* [Task instructions] Where the records below show a line containing "name, either from", start copying; end with the line containing "#[builder(default = Duration::from_secs(5))]", and copy it too.

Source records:
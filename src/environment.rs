//! Environmental management
//!
//! A [`Universe`] is one process's view of the computation: its engine, its transport drivers
//! and its configuration. It is built with a [`UniverseBuilder`] and hands out the world
//! communicator from which everything else is derived.
//!
//! [`Config`] holds the engine's tunables. Each of them can also be set by name, either from
//! the environment ([`Config::from_env`]) or at run time ([`Universe::set_tunable`]).
//!
//! # Standard section(s)
//!
//! 3.6, 8.3, 8.7, 12.4.3
//!
//! # Unfinished features
//!
//! - **8.1.2**: `MPI_TAG_UB` and the other environmental inquiries
//! - **8.2**: Memory allocation

use std::collections::HashMap;
use std::env;
use std::fmt::Display;
use std::str::FromStr;
use std::sync::Arc;
use std::thread;
use std::time::Duration;

use conv::ConvUtil;
use once_cell::sync::Lazy;
use tracing::{debug, info};
use typed_builder::TypedBuilder;

use crate::clock::{Clock, SystemClock};
use crate::engine::lock::{Locked, ProgressLock, Unlocked};
use crate::engine::{Engine, Statistics};
use crate::error::{Error, ErrorHandler, Result};
use crate::topology::Communicator;
use crate::transport::Transport;
use crate::Rank;

/// Engine configuration
///
/// Every field has a default, so a builder only names what it changes:
///
/// ```
/// use std::time::Duration;
/// use mpi_ptp::environment::Config;
///
/// let config = Config::builder()
///     .retransmit_base(Duration::from_millis(200))
///     .max_frame_payload(1024)
///     .build();
/// assert_eq!(config.max_retransmit_power, 15);
/// ```
#[derive(Clone, Debug, PartialEq, Eq, TypedBuilder)]
pub struct Config {
    /// Timeout of the first transmission of a fragment. Each retransmission doubles it.
    #[builder(default = Duration::from_secs(5))]
    pub retransmit_base: Duration,
    /// Largest power of two the retransmission timeout is multiplied by. A fragment is sent
    /// at most `max_retransmit_power + 1` times.
    #[builder(default = 15)]
    pub max_retransmit_power: u32,
    /// Request descriptors allocated up front
    #[builder(default = 64)]
    pub request_pool_initial: usize,
    /// Request descriptors added each time the pool runs dry
    #[builder(default = 64)]
    pub request_pool_grow_by: usize,
    /// Upper bound on live request descriptors
    #[builder(default = 4096)]
    pub max_requests: usize,
    /// Unacknowledged fragments allowed in flight to one destination on an unreliable path
    #[builder(default = 256)]
    pub max_outstanding_frags: usize,
    /// Messages allowed to wait in the pending send queue
    #[builder(default = 1024)]
    pub send_queue_limit: usize,
    /// Caps the payload of a single frame below what the drivers advertise.
    #[builder(default, setter(strip_option))]
    pub max_frame_payload: Option<usize>,
    /// Cover payload bytes, not only headers, with the frame checksum.
    #[builder(default = true)]
    pub checksum_payload: bool,
    /// What happens to non-retryable errors
    #[builder(default)]
    pub error_handler: ErrorHandler,
    /// Size in bytes of the buffer attached for buffered sends
    #[builder(default)]
    pub buffer_size: usize,
}

impl Default for Config {
    fn default() -> Self {
        Config::builder().build()
    }
}

type Setter = fn(&mut Config, &str) -> std::result::Result<(), String>;

fn parse<T>(value: &str) -> std::result::Result<T, String>
where
    T: FromStr,
    T::Err: Display,
{
    value
        .trim()
        .parse()
        .map_err(|err| format!("cannot parse `{}`: {}", value, err))
}

fn parse_flag(value: &str) -> std::result::Result<bool, String> {
    match value.trim().to_ascii_lowercase().as_str() {
        "1" | "true" | "yes" | "on" => Ok(true),
        "0" | "false" | "no" | "off" => Ok(false),
        _ => Err(format!("`{}` is not a boolean", value)),
    }
}

static TUNABLES: Lazy<HashMap<&'static str, Setter>> = Lazy::new(|| {
    let mut table: HashMap<&'static str, Setter> = HashMap::new();
    table.insert("retransmit_base_ms", |config, value| {
        config.retransmit_base = Duration::from_millis(parse(value)?);
        Ok(())
    });
    table.insert("max_retransmit_power", |config, value| {
        config.max_retransmit_power = parse(value)?;
        Ok(())
    });
    table.insert("request_pool_initial", |config, value| {
        config.request_pool_initial = parse(value)?;
        Ok(())
    });
    table.insert("request_pool_grow_by", |config, value| {
        config.request_pool_grow_by = parse(value)?;
        Ok(())
    });
    table.insert("max_requests", |config, value| {
        config.max_requests = parse(value)?;
        Ok(())
    });
    table.insert("max_outstanding_frags", |config, value| {
        config.max_outstanding_frags = parse(value)?;
        Ok(())
    });
    table.insert("send_queue_limit", |config, value| {
        config.send_queue_limit = parse(value)?;
        Ok(())
    });
    table.insert("max_frame_payload", |config, value| {
        config.max_frame_payload = match value.trim() {
            "" | "none" => None,
            value => match parse(value)? {
                0 => None,
                n => Some(n),
            },
        };
        Ok(())
    });
    table.insert("checksum_payload", |config, value| {
        config.checksum_payload = parse_flag(value)?;
        Ok(())
    });
    table.insert("error_handler", |config, value| {
        config.error_handler = match value.trim().to_ascii_lowercase().as_str() {
            "return" => ErrorHandler::Return,
            "abort" => ErrorHandler::Abort,
            _ => return Err(format!("unknown error handler `{}`", value)),
        };
        Ok(())
    });
    table.insert("buffer_size", |config, value| {
        config.buffer_size = parse(value)?;
        Ok(())
    });
    table
});

impl Config {
    /// Names accepted by [`set_tunable`](Config::set_tunable), sorted.
    pub fn tunable_names() -> Vec<&'static str> {
        let mut names: Vec<_> = TUNABLES.keys().copied().collect();
        names.sort_unstable();
        names
    }

    /// Set a tunable by name from its textual value.
    ///
    /// Durations are given in milliseconds, `max_frame_payload` accepts `none`, and
    /// `error_handler` is `return` or `abort`.
    pub fn set_tunable(&mut self, name: &str, value: &str) -> Result<()> {
        let setter = TUNABLES.get(name).ok_or_else(|| Error::InvalidArgument {
            op: "set_tunable",
            reason: format!("unknown tunable `{}`", name),
        })?;
        setter(self, value).map_err(|reason| Error::InvalidArgument {
            op: "set_tunable",
            reason: format!("{}: {}", name, reason),
        })
    }

    /// The default configuration with every `MPI_PTP_<NAME>` environment variable applied,
    /// e.g. `MPI_PTP_RETRANSMIT_BASE_MS=250`.
    pub fn from_env() -> Result<Config> {
        let mut config = Config::default();
        for name in Config::tunable_names() {
            let var = format!("MPI_PTP_{}", name.to_ascii_uppercase());
            if let Ok(value) = env::var(&var) {
                debug!(tunable = name, value = %value, "tunable from environment");
                config.set_tunable(name, &value)?;
            }
        }
        Ok(config)
    }
}

/// Describes the various levels of multithreading that can be supported by an MPI library.
///
/// The level of a universe follows from its [`ProgressLock`]: [`Unlocked`] provides
/// `Single`, [`Locked`] provides `Multiple`.
///
/// # Standard section(s)
///
/// 12.4.3
#[derive(Copy, Clone, Debug, PartialEq, Eq, PartialOrd, Ord, Hash)]
pub enum Threading {
    /// All processes partaking in the computation are single-threaded.
    Single,
    /// Processes may be multi-threaded, but MPI functions will only ever be called from the main
    /// thread.
    Funneled,
    /// Processes may be multi-threaded, but calls to MPI functions will not be made concurrently.
    /// The user is responsible for serializing the calls.
    Serialized,
    /// Processes may be multi-threaded with no restrictions on the use of MPI functions from the
    /// threads.
    Multiple,
}

/// Global context
///
/// Dropping a universe does not wait for outstanding operations; complete them first.
///
/// # Examples
///
/// ```
/// use mpi_ptp::environment::Universe;
/// use mpi_ptp::traits::*;
///
/// let universe = Universe::builder(0, 1).build().unwrap();
/// let world = universe.world();
/// world.this_process().immediate_send(&17u32).unwrap().wait().unwrap();
/// let (x, status) = world.this_process().receive::<u32>().unwrap();
/// assert_eq!((x, status.source_rank()), (17, 0));
/// ```
pub struct Universe<L: ProgressLock = Unlocked> {
    lock: Arc<L>,
}

impl Universe {
    /// Start building the universe of process `process` out of `size`.
    pub fn builder(process: Rank, size: Rank) -> UniverseBuilder {
        UniverseBuilder {
            process,
            size,
            config: Config::default(),
            drivers: Vec::new(),
            clock: Arc::new(SystemClock::new()),
        }
    }
}

impl<L: ProgressLock> Universe<L> {
    /// The 'world communicator'
    ///
    /// Contains all processes initially partaking in the computation.
    pub fn world(&self) -> Communicator<L> {
        let (rank, size) = self.lock.with(|engine| (engine.me(), engine.size()));
        Communicator::world(Arc::clone(&self.lock), rank as Rank, size as Rank)
    }

    /// Rank of this process in the world communicator
    pub fn rank(&self) -> Rank {
        self.lock.with(|engine| engine.me()) as Rank
    }

    /// Number of processes in the world communicator
    pub fn size(&self) -> Rank {
        self.lock.with(|engine| engine.size()) as Rank
    }

    /// Level of multithreading supported by this universe
    pub fn threading(&self) -> Threading {
        L::THREADING
    }

    /// Poll the transports once and advance every outstanding operation as far as it goes.
    pub fn progress(&self) {
        self.lock.with(Engine::progress);
    }

    /// Counters kept since the universe was built
    pub fn statistics(&self) -> Statistics {
        self.lock.with(|engine| engine.statistics())
    }

    /// A copy of the current configuration
    pub fn config(&self) -> Config {
        self.lock.with(|engine| engine.config().clone())
    }

    /// Change a tunable of the running engine. See [`Config::set_tunable`].
    ///
    /// `buffer_size` is refused here since buffered sends may hold space in the attached
    /// buffer; use [`set_buffer_size`](Universe::set_buffer_size) instead.
    pub fn set_tunable(&self, name: &str, value: &str) -> Result<()> {
        self.lock.with(|engine| engine.set_tunable(name, value))?;
        info!(tunable = name, value = %value, "tunable changed");
        Ok(())
    }

    /// Time in seconds since the universe was built, from its clock.
    pub fn time(&self) -> f64 {
        self.lock.with(|engine| engine.now()).as_secs_f64()
    }

    /// The size in bytes of the buffer used for buffered communication.
    pub fn buffer_size(&self) -> usize {
        self.lock.with(|engine| engine.buffer_size())
    }

    /// Set the size in bytes of the buffer used for buffered communication.
    ///
    /// Detaches the current buffer first, which waits for every buffered send using it.
    ///
    /// # Standard section(s)
    ///
    /// 3.6
    pub fn set_buffer_size(&mut self, size: usize) {
        self.detach_buffer();
        self.lock.with(|engine| engine.set_buffer_size(size));
    }

    /// Detach the buffer used for buffered communication.
    ///
    /// Makes progress until no buffered send holds space in the buffer.
    ///
    /// # Standard section(s)
    ///
    /// 3.6
    pub fn detach_buffer(&mut self) {
        loop {
            let in_use = self.lock.with(|engine| {
                engine.progress();
                engine.buffer_in_use()
            });
            if in_use == 0 {
                break;
            }
            thread::yield_now();
        }
        self.lock.with(|engine| engine.set_buffer_size(0));
    }
}

/// Assembles a [`Universe`].
///
/// The loopback path to the process itself is always present; drivers added with
/// [`transport`](UniverseBuilder::transport) are tried in the order they were added.
pub struct UniverseBuilder {
    process: Rank,
    size: Rank,
    config: Config,
    drivers: Vec<Box<dyn Transport>>,
    clock: Arc<dyn Clock>,
}

impl UniverseBuilder {
    /// Use `config` instead of the defaults.
    pub fn config(mut self, config: Config) -> Self {
        self.config = config;
        self
    }

    /// Register a transport driver.
    pub fn transport<T: Transport + 'static>(mut self, driver: T) -> Self {
        self.drivers.push(Box::new(driver));
        self
    }

    /// Drive retransmission timers from `clock` instead of the system clock.
    pub fn clock<C: Clock + 'static>(mut self, clock: C) -> Self {
        self.clock = Arc::new(clock);
        self
    }

    /// A universe for single-threaded use.
    pub fn build(self) -> Result<Universe<Unlocked>> {
        self.build_with()
    }

    /// A universe whose communicators can be shared between threads.
    pub fn build_threaded(self) -> Result<Universe<Locked>> {
        self.build_with()
    }

    /// A universe guarded by the lock `L`.
    pub fn build_with<L: ProgressLock>(self) -> Result<Universe<L>> {
        let size = self
            .size
            .value_as::<u32>()
            .ok()
            .filter(|&size| size > 0)
            .ok_or_else(|| Error::InvalidArgument {
                op: "build",
                reason: format!("universe size {} is not positive", self.size),
            })?;
        let process = self
            .process
            .value_as::<u32>()
            .ok()
            .filter(|&process| process < size)
            .ok_or(Error::InvalidRank {
                op: "build",
                rank: self.process,
            })?;
        info!(
            process,
            size,
            threading = ?L::THREADING,
            "universe built"
        );
        let engine = Engine::new(process, size, self.config, self.drivers, self.clock);
        Ok(Universe {
            lock: Arc::new(L::new(engine)),
        })
    }
}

* [Solution to the exercise]
//! [`Config`] holds the engine's tunables. Each of them can also be set by name, either from
//! the environment ([`Config::from_env`]) or at run time ([`Universe::set_tunable`]).
//!
//! # Standard section(s)
//!
//! 3.6, 8.3, 8.7, 12.4.3
//!
//! # Unfinished features
//!
//! - **8.1.2**: `MPI_TAG_UB` and the other environmental inquiries
//! - **8.2**: Memory allocation

use std::collections::HashMap;
use std::env;
use std::fmt::Display;
use std::str::FromStr;
use std::sync::Arc;
use std::thread;
use std::time::Duration;

use conv::ConvUtil;
use once_cell::sync::Lazy;
use tracing::{debug, info};
use typed_builder::TypedBuilder;

use crate::clock::{Clock, SystemClock};
use crate::engine::lock::{Locked, ProgressLock, Unlocked};
use crate::engine::{Engine, Statistics};
use crate::error::{Error, ErrorHandler, Result};
use crate::topology::Communicator;
use crate::transport::Transport;
use crate::Rank;

/// Engine configuration
///
/// Every field has a default, so a builder only names what it changes:
///
/// ```
/// use std::time::Duration;
/// use mpi_ptp::environment::Config;
///
/// let config = Config::builder()
///     .retransmit_base(Duration::from_millis(200))
///     .max_frame_payload(1024)
///     .build();
/// assert_eq!(config.max_retransmit_power, 15);
/// ```
#[derive(Clone, Debug, PartialEq, Eq, TypedBuilder)]
pub struct Config {
    /// Timeout of the first transmission of a fragment. Each retransmission doubles it.
    #[builder(default = Duration::from_secs(5))]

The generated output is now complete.